Het stopzetten van de pretherapie betekent geen verschraling van het beleid voor zedendelinquenten in detentie. Mijn beleid is er juist op gericht dat een grotere groep zedendelinquenten in detentie effectief wordt bereikt. Het aanbieden van zorg op basis van de zorgbehoefte van een gedetineerde is een belangrijk onderdeel van het programma Modernisering Gevangeniswezen. Afhankelijk van de zorgbehoefte worden verschillende vormen van zorg aangeboden: de aangepaste vorm van detentie in een PPC, een andere plaatsing met extra zorgvoorziening, ambulante zorg, plaatsing in de GGz.
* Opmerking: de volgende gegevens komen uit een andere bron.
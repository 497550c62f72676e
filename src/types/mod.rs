//! Domain records and request/response types

pub mod activity;
pub mod chat;
pub mod engagement;
pub mod learning;
pub mod user;

pub use activity::UserActivity;
pub use chat::{ChatMessage, ChatParticipant, ChatRoom};
pub use engagement::{Badge, Notification, Progress, Score, UserBadge};
pub use learning::{Flashcard, FlashcardPack, StudySession};
pub use user::{
    ChangePasswordRequest, LoginRequest, LoginResponse, RegisterRequest, UpdateProfileRequest,
    User, UserView,
};
//! Activity tracking and analytics endpoints

use axum::extract::{Query, State};
use axum::http::StatusCode;
use axum::Json;
use chrono::{Duration, Utc};
use serde::Deserialize;
use serde_json::json;

use crate::auth::AuthUser;
use crate::error::Result;
use crate::server::routes::engagement::{current_streak, session_days};
use crate::server::state::AppState;
use crate::types::activity::{DashboardSessionRequest, TrackActivityRequest};
use crate::types::UserActivity;

/// POST /api/dashboard/track
pub async fn track(
    State(state): State<AppState>,
    user: AuthUser,
    Json(request): Json<TrackActivityRequest>,
) -> Result<(StatusCode, Json<UserActivity>)> {
    let activity = state.db().insert_activity(user.user_id, &request)?;
    Ok((StatusCode::CREATED, Json(activity)))
}

/// POST /api/dashboard/sessions
pub async fn log_session(
    State(state): State<AppState>,
    user: AuthUser,
    Json(request): Json<DashboardSessionRequest>,
) -> Result<(StatusCode, Json<serde_json::Value>)> {
    let session = state.db().insert_study_session(
        user.user_id,
        request.duration_minutes * 60,
        &request.subject,
        request.completed,
    )?;
    Ok((
        StatusCode::CREATED,
        Json(json!({ "message": "Session created", "id": session.id })),
    ))
}

/// GET /api/dashboard/user-dashboard
pub async fn user_dashboard(
    State(state): State<AppState>,
    user: AuthUser,
) -> Result<Json<serde_json::Value>> {
    let progress = state.db().get_progress(user.user_id)?;
    let current_level = progress
        .as_ref()
        .and_then(|p| p.current_level.clone())
        .unwrap_or_else(|| "N/A".to_string());
    let completed_lessons = progress
        .as_ref()
        .map(|p| p.completed_lessons.len())
        .unwrap_or(0);

    let points = state
        .db()
        .get_score(user.user_id)?
        .map(|s| s.points)
        .unwrap_or(0);

    Ok(Json(json!({
        "user_id": user.user_id,
        "current_level": current_level,
        "completed_lessons": completed_lessons,
        "gamification_points": points,
        "flashcard_packs_owned": state.db().count_packs(user.user_id)?,
        "flashcards_owned": state.db().count_flashcards(user.user_id)?,
    })))
}

/// GET /api/dashboard/overview
pub async fn overview(
    State(state): State<AppState>,
    user: AuthUser,
) -> Result<Json<serde_json::Value>> {
    let pack_count = state.db().count_packs(user.user_id)?;
    let sessions = state.db().study_sessions(user.user_id, None)?;
    let completed_sessions = sessions.iter().filter(|s| s.completed).count() as i64;
    let message_count = state.db().count_messages_by_sender(user.user_id)?;
    let total_activities = state.db().count_activities(user.user_id)?;

    let engagement_score = engagement_score(total_activities, pack_count, completed_sessions);

    let today = Utc::now().date_naive();
    let activity_timestamps = state.db().activity_timestamps(user.user_id)?;
    let recent_activity: Vec<serde_json::Value> = (0..7)
        .rev()
        .map(|i| {
            let date = today - Duration::days(i);
            let count = activity_timestamps
                .iter()
                .filter(|ts| ts.date_naive() == date)
                .count();
            json!({
                "date": date.format("%Y-%m-%d").to_string(),
                "activity_count": count,
            })
        })
        .collect();

    let time_spent_today_seconds: i64 = sessions
        .iter()
        .filter(|s| s.timestamp.date_naive() == today)
        .map(|s| s.duration)
        .sum();

    let days = session_days(&sessions);

    Ok(Json(json!({
        "total_courses": pack_count,
        "completed_courses": completed_sessions,
        "total_messages": message_count,
        "engagement_score": engagement_score,
        "recent_activity": recent_activity,
        "time_spent_today": (time_spent_today_seconds as f64 / 60.0).round() as i64,
        "streak_days": current_streak(&days, today),
    })))
}

/// GET /api/dashboard/stats
pub async fn stats(State(state): State<AppState>, user: AuthUser) -> Json<serde_json::Value> {
    match collect_stats(&state, user.user_id) {
        Ok(stats) => Json(stats),
        Err(e) => {
            tracing::error!(error = %e, "Error getting stats");
            Json(json!({
                "total_flashcards": 0,
                "study_sessions": 0,
                "current_streak": 0,
                "total_study_time": 0,
                "recent_sessions": [],
            }))
        }
    }
}

fn collect_stats(state: &AppState, user_id: i64) -> Result<serde_json::Value> {
    let total_flashcards = state.db().count_flashcards(user_id)?;
    let sessions = state.db().study_sessions(user_id, None)?;
    let total_study_time: i64 = sessions.iter().map(|s| s.duration).sum();
    let days = session_days(&sessions);

    let recent_sessions: Vec<serde_json::Value> = sessions
        .iter()
        .take(5)
        .map(|s| {
            json!({
                "id": s.id,
                "date": s.timestamp.to_rfc3339(),
                "duration": s.duration / 60,
                "subject": s.subject,
                "completed": s.completed,
            })
        })
        .collect();

    Ok(json!({
        "total_flashcards": total_flashcards,
        "study_sessions": sessions.len(),
        "current_streak": current_streak(&days, Utc::now().date_naive()),
        "total_study_time": total_study_time,
        "recent_sessions": recent_sessions,
    }))
}

#[derive(Deserialize)]
pub struct SummaryParams {
    #[serde(default = "default_period")]
    period: String,
}

fn default_period() -> String {
    "week".to_string()
}

/// GET /api/dashboard/summary
pub async fn summary(_user: AuthUser, Query(params): Query<SummaryParams>) -> Json<serde_json::Value> {
    Json(json!({
        "period": params.period,
        "total_study_time": 320,
        "sessions_completed": 12,
        "average_session_length": 27,
        "most_studied_topic": "Mathematics",
        "performance_score": 85,
    }))
}

#[derive(Deserialize)]
pub struct ExportParams {
    #[serde(default = "default_format")]
    format: String,
}

fn default_format() -> String {
    "json".to_string()
}

/// GET /api/dashboard/reports/export
pub async fn export_report(
    _user: AuthUser,
    Query(params): Query<ExportParams>,
) -> Json<serde_json::Value> {
    Json(json!({
        "message": format!("Report exported in {} format", params.format),
        "download_url": "/api/insights/download/report.json",
    }))
}

/// Activity-weighted engagement score, capped at 100
fn engagement_score(activities: i64, packs: i64, completed_sessions: i64) -> i64 {
    (activities * 5 + packs * 10 + completed_sessions * 15).min(100)
}

#[cfg(test)]
mod tests {
    use super::*;

    #[test]
    fn test_engagement_score_formula() {
        assert_eq!(engagement_score(0, 0, 0), 0);
        assert_eq!(engagement_score(2, 1, 1), 35);
        // Caps at 100
        assert_eq!(engagement_score(100, 100, 100), 100);
    }
}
De invoering van het programma Modernisering Gevangeniswezen betekent concreet dat in alle penitentiaire inrichtingen meer op deze categorie veroordeelden toegesneden zorg kan worden verleend aan zedendelinquenten dan nu het geval is op de afdeling in de penitentiaire inrichting Breda.

De minister van Justitie,

E. M. H. Hirsch Ballin


XNoot
1

Kamerstukken II, vergaderjaar 2007–2008, (Aanhangsel der Handelingen, vergaderjaar 2007–2008) nr. 287 en 24 587, nr. 247.

XNoot
2

Ter inzage gelegd bij het Centraal Informatiepunt Tweede Kamer.

XNoot
1

Binnen het programma MGW wordt de volgende indeling in doelgroepen gehanteerd: preventief gehechten, kortverblijvenden, langverblijvenden, vrouwen, bijzondere groepen en strafrechtelijke vreemdelingen.